Half-way through - three "parts" - of the HBO "Mildred Pierce." Reminds me of: I used to be in a writers' group (PAWs, Providence-area Writers), and once presented a story and some in the group said: It should be a novel, and my thought was, sure, I could spend a few years and build this out as a novel, and when I'm done I'd probably look back and say: I could have told the whole thing as a short story. A work of literature, or film or TV or whatever, should have no unnecessary "parts" (Strunk and White, q.v.). Mildred Pierce was a reasonably good Joan Crawford romantic melodrama about a woman's struggles, triumphs, and defeats, circa 1945 (set in the Depression 1930s) - and it was probably about 90 minutes; if the HBO Todd Haynes mini-series could add to this by expanding the story to six hours, well and good, but it seems in watching it that it could definitely be told in 90 minutes flat: the scenes are extended forever, to no purpose, the same information is conveyed again and again, the sex scenes seem ludicrous, the music is dreadful - the strengths are two: Kate Winslet's acting - she's always a total pro - and the period details, which seem pretty accurate though it doesn't look like Glendale, Cal. Haynes is a very indulgent writer/director and I'm not sure what he's doing with these characters but it certainly seems like they don't belong in the same family: a no-good two-timing dad (who at times is really kind and thoughtful?), a bratty and spoiled teenage daughter (who alternates between mother's best friend and deepest foe), and Mildred herself: sometimes a career woman, sometimes a set-upon wife, sometimes ashamed of having to work, sometimes proud of same, devoted to family but willing to run off at the drop of a proverbial hat with the first handsome guy she meets: inconsistencies and confusion of character may have been tolerable in a shorter movie but in this six-parter with its leaden pace we have all too much time to ponder the incongruities and absurdities.

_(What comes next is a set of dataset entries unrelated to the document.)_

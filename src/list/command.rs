//! Functionality related to the `panref list` command itself.

use anyhow::bail;
use clap::{builder::PossibleValuesParser, Args};
use itertools::Itertools;
use prettytable::{row, Table};

use crate::select::candidate::{LONG_READ_MARKERS, PREFERRED_BREEDS, SHORT_READ_MARKERS};
use crate::select::criteria::{Criterion, ScoreKey};

//========================//
// Command-line arguments //
//========================//

/// Command line arguments for `panref list`.
#[derive(Args)]
pub struct ListArgs {
    /// The subject which you want to list values for.
    #[arg(value_parser = PossibleValuesParser::new(["criteria", "keys", "breeds", "technologies"]))]
    subject: String,
}

//==============//
// Main command //
//==============//

/// Main method for the `panref list` subcommand.
pub fn list(args: ListArgs) -> anyhow::Result<()> {
    match args.subject.as_str() {
        "criteria" => {
            let mut table = Table::new();

            table.add_row(row!["Criterion", "Weight", "Keys", "Description"]);
            for criterion in Criterion::ALL {
                table.add_row(row![
                    criterion.name(),
                    criterion.weight(),
                    criterion.keys().iter().map(ScoreKey::name).join(", "),
                    criterion.description(),
                ]);
            }

            table.printstd();

            Ok(())
        }
        "keys" => {
            let mut table = Table::new();

            table.add_row(row!["Key", "Criterion", "Max Points"]);
            for key in ScoreKey::ALL {
                table.add_row(row![key.name(), key.criterion().name(), key.max_points()]);
            }

            table.printstd();

            Ok(())
        }
        "breeds" => {
            let mut table = Table::new();

            table.add_row(row!["Preferred Breed"]);
            for breed in PREFERRED_BREEDS {
                table.add_row(row![breed]);
            }

            table.printstd();

            Ok(())
        }
        "technologies" => {
            let mut table = Table::new();

            table.add_row(row!["Technology", "Markers", "Points"]);
            table.add_row(row![
                "Long read",
                LONG_READ_MARKERS.iter().join(", "),
                ScoreKey::LongReadTechnology.max_points()
            ]);
            table.add_row(row![
                "Short read",
                SHORT_READ_MARKERS.iter().join(", "),
                ScoreKey::ShortReadTechnology.max_points()
            ]);

            table.printstd();

            Ok(())
        }
        s => bail!("Unsupported subject: {}", s),
    }
}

Saturday, February 4, 2012

The world was not ready for them to tell their stories on their own: The Help

Honestly I did not expect to like "The Help" and found myself much more captivated by the film than I thought I'd be: it's not totally my kind of movie, on the surface - quite melodramatic at times, a bit overplayed, lots of tearjerker scenes, some over the top comedy, annoying soundtrack - and yet, and yet - the movie as a whole works very well, does not pander to the audience, presents a pretty honest and unflinching look at race relations in the South in the 1950s and early '60s. At first, I was a little disturbed by the concept: white southern girl Skeeter (Emma Stone) decides to write a book capturing the "perspective" of the many maids in her community - was this going to be another movie in which the white people have to speak for the blacks, like the horribly condescending The Gods Must Be Crazy? But actually, as it develops, the black women are the real heroes - two of the maids in particular (here's hoping Viola Davis gets the Oscar for her role!) - risking everything to tell their stories in the only way that they can. They are recognized and honored, but The Help is honest enough that it has plenty of rough edges as well - in fact, most movies would have ended on the fake triumphal note of everyone's joy over the success of the book, which earns Skeeter a shot at a job in NYC - but the movie goes on from that point and we see how difficult and sad it will be for these black women who have to continue to live and work in this small city (Jackson, Miss. - home of Eudora Welty, who wrote very little about these themes) - the world was not ready for them to tell their stories on their own. So, yes, I accept that it's a shame that there were so few great roles for black actors this year other than maids - but it is a historical piece that effectively captures the mood of the time and that among the maids creates two fully realized characters and looks unflinchingly at the stark differences between the conditions of black and white communities in Jackson.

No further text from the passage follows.